*** EXERCISE MATERIALS

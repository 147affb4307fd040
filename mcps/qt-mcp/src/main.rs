//! QtMCP - MCP server for automating Qt applications
//!
//! `qtmcp serve` runs the MCP server over stdio; `qtmcp locate-tools`
//! reports which probe and launcher files this platform needs.

use std::path::PathBuf;
use std::sync::Arc;

use anyhow::Result;
use clap::{Parser, Subcommand};
use rmcp::{transport::io::stdio, ServiceExt};

use qt_mcp::artifacts::{
    ensure_available, find_probe_library, launcher_filename, probe_filename, probe_search_dirs,
    verify_artifact, ArtifactError, Platform, CHECKSUMS_FILE,
};
use qt_mcp::config::{ServeArgs, ServerConfig};
use qt_mcp::init::init_tracing;
use qt_mcp::launch::{launch_and_connect, LaunchRequest};
use qt_mcp::{QtMcpServer, SessionContext};

#[derive(Parser)]
#[command(name = "qtmcp")]
#[command(about = "MCP server for Qt application automation via the QtMCP probe")]
#[command(version)]
struct Cli {
    #[command(subcommand)]
    command: Commands,

    /// Enable debug logging
    #[arg(short, long, global = true)]
    verbose: bool,
}

#[derive(Subcommand)]
enum Commands {
    /// Run the MCP server over stdio
    Serve(ServeArgs),
    /// Show the probe/launcher file names for a Qt version and any local probe library
    LocateTools {
        /// Qt version (e.g. 5.15, 5.15-patched, 6.5, 6.8, 6.9)
        #[arg(long, value_name = "VERSION")]
        qt_version: String,

        /// Launcher location used to search for the probe library
        #[arg(long, env = "QTMCP_LAUNCHER")]
        launcher_path: Option<PathBuf>,
    },
}

#[tokio::main]
async fn main() -> Result<()> {
    let cli = Cli::parse();
    init_tracing(cli.verbose)?;

    match cli.command {
        Commands::Serve(args) => serve(args).await,
        Commands::LocateTools {
            qt_version,
            launcher_path,
        } => {
            if let Err(e) = locate_tools(&qt_version, launcher_path) {
                eprintln!("Error: {e}");
                std::process::exit(e.exit_code());
            }
            Ok(())
        }
    }
}

async fn serve(args: ServeArgs) -> Result<()> {
    let config = ServerConfig::load(&args)?;
    tracing::info!(mode = config.mode.as_str(), "Starting QtMCP server");

    let session = Arc::new(SessionContext::new(config));

    match session.start_discovery() {
        Ok(true) => {}
        Ok(false) => tracing::info!("Probe discovery disabled"),
        Err(e) => tracing::warn!(error = %e, "Probe discovery unavailable"),
    }

    auto_connect(&session).await;

    let server = QtMcpServer::new(Arc::clone(&session));
    let service = match server.serve(stdio()).await {
        Ok(service) => service,
        Err(e) => {
            session.shutdown().await;
            return Err(e.into());
        }
    };

    tracing::info!("QtMCP server running");

    let result = service.waiting().await;
    session.shutdown().await;
    result?;

    tracing::info!("QtMCP server stopped");

    Ok(())
}

/// Launch `--target` or connect to `--ws-url`; failures leave the server up
async fn auto_connect(session: &SessionContext) {
    let config = session.config();

    if let Some(target) = &config.target {
        let request = LaunchRequest::from_config(config, target.clone());
        match launch_and_connect(session, &request).await {
            Ok(report) if report.connected => {}
            Ok(report) => tracing::warn!(
                url = %report.ws_url,
                error = report.error.as_deref().unwrap_or_default(),
                "Launched target but could not connect to its probe"
            ),
            Err(e) => tracing::warn!(error = %e, "Failed to launch target"),
        }
    } else if let Some(ws_url) = &config.ws_url {
        if let Err(e) = session.connect_to_probe(ws_url).await {
            tracing::warn!(
                url = %ws_url,
                error = %e,
                "Auto-connect failed; use qtmcp_connect_probe once the probe is up"
            );
        }
    }
}

fn locate_tools(qt_version: &str, launcher_path: Option<PathBuf>) -> Result<(), ArtifactError> {
    let version = ensure_available(qt_version)?;
    let platform = Platform::detect()?;

    println!("Qt version:   {version}");
    println!("Platform:     {}", platform.name());
    println!("Probe:        {}", probe_filename(&version, platform));
    println!("Launcher:     {}", launcher_filename(platform));

    let dirs = probe_search_dirs(launcher_path.as_deref(), platform);
    let Some(path) = find_probe_library(&dirs, Some(&version), platform) else {
        println!("Installed:    (not found)");
        return Ok(());
    };
    println!("Installed:    {}", path.display());

    if verify_artifact(&path)? {
        println!("Checksum:     verified ({CHECKSUMS_FILE})");
    } else {
        println!("Checksum:     unverified (no {CHECKSUMS_FILE} beside the library)");
    }
    Ok(())
}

******

[WORK INSTRUCTIONS]: Of all the entries above, repeat only the lines from the line that has "server for Qt" to the line that has "auto_connect(&session).await;", both lines included, exactly.

[SOLUTION TO THIS TASK]:
#[command(about = "MCP server for Qt application automation via the QtMCP probe")]
#[command(version)]
struct Cli {
    #[command(subcommand)]
    command: Commands,

    /// Enable debug logging
    #[arg(short, long, global = true)]
    verbose: bool,
}

#[derive(Subcommand)]
enum Commands {
    /// Run the MCP server over stdio
    Serve(ServeArgs),
    /// Show the probe/launcher file names for a Qt version and any local probe library
    LocateTools {
        /// Qt version (e.g. 5.15, 5.15-patched, 6.5, 6.8, 6.9)
        #[arg(long, value_name = "VERSION")]
        qt_version: String,

        /// Launcher location used to search for the probe library
        #[arg(long, env = "QTMCP_LAUNCHER")]
        launcher_path: Option<PathBuf>,
    },
}

#[tokio::main]
async fn main() -> Result<()> {
    let cli = Cli::parse();
    init_tracing(cli.verbose)?;

    match cli.command {
        Commands::Serve(args) => serve(args).await,
        Commands::LocateTools {
            qt_version,
            launcher_path,
        } => {
            if let Err(e) = locate_tools(&qt_version, launcher_path) {
                eprintln!("Error: {e}");
                std::process::exit(e.exit_code());
            }
            Ok(())
        }
    }
}

async fn serve(args: ServeArgs) -> Result<()> {
    let config = ServerConfig::load(&args)?;
    tracing::info!(mode = config.mode.as_str(), "Starting QtMCP server");

    let session = Arc::new(SessionContext::new(config));

    match session.start_discovery() {
        Ok(true) => {}
        Ok(false) => tracing::info!("Probe discovery disabled"),
        Err(e) => tracing::warn!(error = %e, "Probe discovery unavailable"),
    }

    auto_connect(&session).await;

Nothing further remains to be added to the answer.